— Action item —
Return all entries below exactly. Skip nothing.

— Working data —
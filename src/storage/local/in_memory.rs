use std::collections::{BTreeMap, HashMap};
use std::sync::Mutex;

use anyhow::{anyhow, Result};
use time::OffsetDateTime;

use crate::storage::backing::{CommitBatch, LocalStorageDatabase};
use crate::storage::types::{parse_origin, utf16_bytes, LocalStorageUsageInfo};

/// A serialized area plus its modification time.
struct StoredArea {
    json: String,
    last_modified: OffsetDateTime,
}

/// In‑memory local storage database. Contents are kept serialized, so a second
/// context opened on the same instance sees exactly what was committed.
#[derive(Default)]
pub struct InMemoryLocalStorageDatabase {
    areas: Mutex<HashMap<String, StoredArea>>,
}

impl InMemoryLocalStorageDatabase {
    pub fn new() -> Self {
        Self::default()
    }
}

fn decode(json: &str) -> Result<BTreeMap<String, String>> {
    Ok(serde_json::from_str(json)?)
}

impl LocalStorageDatabase for InMemoryLocalStorageDatabase {
    fn read_area(&self, origin: &str) -> Result<BTreeMap<String, String>> {
        let guard = self.areas.lock().map_err(|_| anyhow!("local storage lock poisoned"))?;
        match guard.get(origin) {
            Some(stored) => decode(&stored.json),
            None => Ok(BTreeMap::new()),
        }
    }

    fn commit_area(&self, origin: &str, batch: &CommitBatch) -> Result<()> {
        let mut guard = self.areas.lock().map_err(|_| anyhow!("local storage lock poisoned"))?;
        let mut values = match guard.get(origin) {
            Some(stored) => decode(&stored.json)?,
            None => BTreeMap::new(),
        };
        batch.apply_to(&mut values);

        if values.is_empty() {
            guard.remove(origin);
        } else {
            guard.insert(origin.to_string(), StoredArea {
                json: serde_json::to_string(&values)?,
                last_modified: OffsetDateTime::now_utc(),
            });
        }
        Ok(())
    }

    fn delete_area(&self, origin: &str) -> Result<()> {
        let mut guard = self.areas.lock().map_err(|_| anyhow!("local storage lock poisoned"))?;
        guard.remove(origin);
        Ok(())
    }

    fn usage(&self, include_last_modified: bool) -> Result<Vec<LocalStorageUsageInfo>> {
        let guard = self.areas.lock().map_err(|_| anyhow!("local storage lock poisoned"))?;
        let mut out = Vec::with_capacity(guard.len());
        for (key, stored) in guard.iter() {
            let Some(origin) = parse_origin(key) else { continue };
            let values = decode(&stored.json)?;
            let data_size = values.iter().map(|(k, v)| utf16_bytes(k) + utf16_bytes(v)).sum::<usize>();
            out.push(LocalStorageUsageInfo {
                origin,
                data_size: data_size as u64,
                last_modified: include_last_modified.then_some(stored.last_modified),
            });
        }
        out.sort_by(|a, b| a.origin.ascii_serialization().cmp(&b.origin.ascii_serialization()));
        Ok(out)
    }
}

— Output —
filename src/storage/local/in_memory.rs
use std::collections::{BTreeMap, HashMap};
use std::sync::Mutex;

use anyhow::{anyhow, Result};
use time::OffsetDateTime;

use crate::storage::backing::{CommitBatch, LocalStorageDatabase};
use crate::storage::types::{parse_origin, utf16_bytes, LocalStorageUsageInfo};

/// A serialized area plus its modification time.
struct StoredArea {
    json: String,
    last_modified: OffsetDateTime,
}

/// In‑memory local storage database. Contents are kept serialized, so a second
/// context opened on the same instance sees exactly what was committed.
#[derive(Default)]
pub struct InMemoryLocalStorageDatabase {
    areas: Mutex<HashMap<String, StoredArea>>,
}

impl InMemoryLocalStorageDatabase {
    pub fn new() -> Self {
        Self::default()
    }
}

fn decode(json: &str) -> Result<BTreeMap<String, String>> {
    Ok(serde_json::from_str(json)?)
}

impl LocalStorageDatabase for InMemoryLocalStorageDatabase {
    fn read_area(&self, origin: &str) -> Result<BTreeMap<String, String>> {
        let guard = self.areas.lock().map_err(|_| anyhow!("local storage lock poisoned"))?;
        match guard.get(origin) {
            Some(stored) => decode(&stored.json),
            None => Ok(BTreeMap::new()),
        }
    }

    fn commit_area(&self, origin: &str, batch: &CommitBatch) -> Result<()> {
        let mut guard = self.areas.lock().map_err(|_| anyhow!("local storage lock poisoned"))?;
        let mut values = match guard.get(origin) {
            Some(stored) => decode(&stored.json)?,
            None => BTreeMap::new(),
        };
        batch.apply_to(&mut values);

        if values.is_empty() {
            guard.remove(origin);
        } else {
            guard.insert(origin.to_string(), StoredArea {
                json: serde_json::to_string(&values)?,
                last_modified: OffsetDateTime::now_utc(),
            });
        }
        Ok(())
    }

    fn delete_area(&self, origin: &str) -> Result<()> {
        let mut guard = self.areas.lock().map_err(|_| anyhow!("local storage lock poisoned"))?;
        guard.remove(origin);
        Ok(())
    }

    fn usage(&self, include_last_modified: bool) -> Result<Vec<LocalStorageUsageInfo>> {
        let guard = self.areas.lock().map_err(|_| anyhow!("local storage lock poisoned"))?;
        let mut out = Vec::with_capacity(guard.len());
        for (key, stored) in guard.iter() {
            let Some(origin) = parse_origin(key) else { continue };
            let values = decode(&stored.json)?;
            let data_size = values.iter().map(|(k, v)| utf16_bytes(k) + utf16_bytes(v)).sum::<usize>();
            out.push(LocalStorageUsageInfo {
                origin,
                data_size: data_size as u64,
                last_modified: include_last_modified.then_some(stored.last_modified),
            });
        }
        out.sort_by(|a, b| a.origin.ascii_serialization().cmp(&b.origin.ascii_serialization()));
        Ok(out)
    }
}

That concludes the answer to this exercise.